Où pouvait être alors la reine des clartés ?

MATAMORE

Au milieu de ma chambre, à m'offrir ses beautés.
Elle y perdit son temps, elle y perdit ses larmes ;

Mon coeur fut insensible à ses plus puissants charmes ;

Et tout ce qu'elle obtint pour son frivole amour

Fut un ordre précis d'aller rendre le jour.

CLINDOR

Cet étrange accident me revient en mémoire ;
J'étais lors en Mexique, où j'en appris l'histoire,

Et j'entendis conter que la Perse en courroux

De l'affront de son dieu murmurait contre vous.

MATAMORE

J'en ouis quelque chose, et je l'eusse punie ;
Mais j'étais engagé dans la Transylvanie,

Où ses ambassadeurs, qui vinrent l'excuser,

A force de présents me surent apaiser.

CLINDOR

Que la clémence est belle en un si grand courage !

MATAMORE

Contemple, mon ami, contemple ce visage :
Tu vois un abrégé de toutes les vertus.

D'un monde d'ennemis sous mes pieds abattus,

Dont la race est périe, et la terre déserte,

Pas un qu'à son orgueil n'a jamais dû sa perte.

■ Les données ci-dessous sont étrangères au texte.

//! Schema validation for persona-talk JSON5 configuration.

use crate::ConfigError;
use serde_json::{Map, Value};

/// Validate a single (possibly partial) config layer.
pub(super) fn validate_layer_schema(value: &Value, layer: &str) -> Result<(), ConfigError> {
    let map = expect_object(value, layer, "")?;
    let allowed = [
        "$schema", "gateway", "personas", "storage", "notice", "speech",
    ];
    ensure_allowed_keys(map, &allowed, layer, "")?;

    if let Some(value) = map.get("$schema") {
        expect_string(value, layer, "$schema")?;
    }
    if let Some(value) = map.get("gateway") {
        validate_gateway(value, layer, "gateway")?;
    }
    if let Some(value) = map.get("personas") {
        let personas = expect_object(value, layer, "personas")?;
        ensure_allowed_keys(personas, &["coach", "tutor", "gems"], layer, "personas")?;
        for (key, entry) in personas {
            validate_model_settings(entry, layer, &join_path("personas", key))?;
        }
    }
    if let Some(value) = map.get("storage") {
        let storage = expect_object(value, layer, "storage")?;
        ensure_allowed_keys(storage, &["gems_path", "logs_path"], layer, "storage")?;
        for (key, entry) in storage {
            expect_string(entry, layer, &join_path("storage", key))?;
        }
    }
    if let Some(value) = map.get("notice") {
        let notice = expect_object(value, layer, "notice")?;
        ensure_allowed_keys(notice, &["duration_ms"], layer, "notice")?;
        if let Some(value) = notice.get("duration_ms") {
            expect_u64(value, layer, "notice.duration_ms")?;
        }
    }
    if let Some(value) = map.get("speech") {
        validate_speech(value, layer, "speech")?;
    }

    Ok(())
}

/// Validate the "gateway" block.
fn validate_gateway(value: &Value, layer: &str, path: &str) -> Result<(), ConfigError> {
    let map = expect_object(value, layer, path)?;
    ensure_allowed_keys(map, &["endpoint", "api_key", "api_key_env"], layer, path)?;
    for (key, entry) in map {
        expect_string(entry, layer, &join_path(path, key))?;
    }
    Ok(())
}

/// Validate one persona's model settings; all keys are optional in a layer.
fn validate_model_settings(value: &Value, layer: &str, path: &str) -> Result<(), ConfigError> {
    let map = expect_object(value, layer, path)?;
    ensure_allowed_keys(map, &["model", "temperature", "max_tokens"], layer, path)?;
    if let Some(value) = map.get("model") {
        expect_string(value, layer, &join_path(path, "model"))?;
    }
    if let Some(value) = map.get("temperature") {
        expect_f64(value, layer, &join_path(path, "temperature"))?;
    }
    if let Some(value) = map.get("max_tokens") {
        expect_u64(value, layer, &join_path(path, "max_tokens"))?;
    }
    Ok(())
}

/// Validate the "speech" block.
fn validate_speech(value: &Value, layer: &str, path: &str) -> Result<(), ConfigError> {
    let map = expect_object(value, layer, path)?;
    ensure_allowed_keys(
        map,
        &["enabled", "command", "args", "language", "rate"],
        layer,
        path,
    )?;
    if let Some(value) = map.get("enabled") {
        expect_bool(value, layer, &join_path(path, "enabled"))?;
    }
    if let Some(value) = map.get("command") {
        expect_string(value, layer, &join_path(path, "command"))?;
    }
    if let Some(value) = map.get("args") {
        validate_string_array(value, layer, &join_path(path, "args"))?;
    }
    if let Some(value) = map.get("language") {
        expect_string(value, layer, &join_path(path, "language"))?;
    }
    if let Some(value) = map.get("rate") {
        expect_f64(value, layer, &join_path(path, "rate"))?;
    }
    Ok(())
}

fn expect_object<'a>(
    value: &'a Value,
    layer: &str,
    path: &str,
) -> Result<&'a Map<String, Value>, ConfigError> {
    value
        .as_object()
        .ok_or_else(|| invalid_field(layer, path, "expected object"))
}

fn expect_string(value: &Value, layer: &str, path: &str) -> Result<(), ConfigError> {
    match value {
        Value::String(_) => Ok(()),
        _ => Err(invalid_field(layer, path, "expected string")),
    }
}

fn expect_bool(value: &Value, layer: &str, path: &str) -> Result<(), ConfigError> {
    match value {
        Value::Bool(_) => Ok(()),
        _ => Err(invalid_field(layer, path, "expected bool")),
    }
}

/// Non-negative integers only.
fn expect_u64(value: &Value, layer: &str, path: &str) -> Result<(), ConfigError> {
    if value.is_u64() {
        Ok(())
    } else {
        Err(invalid_field(layer, path, "expected non-negative integer"))
    }
}

fn expect_f64(value: &Value, layer: &str, path: &str) -> Result<(), ConfigError> {
    if value.is_number() {
        Ok(())
    } else {
        Err(invalid_field(layer, path, "expected number"))
    }
}

fn validate_string_array(value: &Value, layer: &str, path: &str) -> Result<(), ConfigError> {
    let Some(entries) = value.as_array() else {
        return Err(invalid_field(layer, path, "expected array"));
    };
    match entries.iter().position(|entry| !entry.is_string()) {
        Some(idx) => Err(invalid_field(
            layer,
            &format!("{path}[{idx}]"),
            "expected string",
        )),
        None => Ok(()),
    }
}

fn ensure_allowed_keys(
    map: &Map<String, Value>,
    allowed: &[&str],
    layer: &str,
    path: &str,
) -> Result<(), ConfigError> {
    match map.keys().find(|key| !allowed.contains(&key.as_str())) {
        Some(key) => Err(invalid_field(layer, &join_path(path, key), "unknown key")),
        None => Ok(()),
    }
}

fn join_path(prefix: &str, key: &str) -> String {
    if prefix.is_empty() {
        key.to_string()
    } else {
        format!("{prefix}.{key}")
    }
}

fn invalid_field(layer: &str, path: &str, message: &str) -> ConfigError {
    let normalized_path = if path.is_empty() { "root" } else { path };
    ConfigError::InvalidField {
        path: format!("{layer}:{normalized_path}"),
        message: message.to_string(),
    }
}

Tous ceux qui font hommage à mes perfections

Conservent leurs états par leurs submissions.

En Europe, où les rois sont d'une humeur civile,

Je ne leur rase point de château ni de ville :

Je les souffre régner, mais chez les Africains,

Partout où j'ai trouvé des rois un peu trop vains,

J'ai détruit les pays pour punir leurs monarques,

Et leurs vastes déserts en sont de bonnes marques :

Ces grands sables qu'à peine on passe sans horreur

Sont d'assez beaux effets de ma juste fureur.

CLINDOR

Revenons à l'amour : voici votre maîtresse.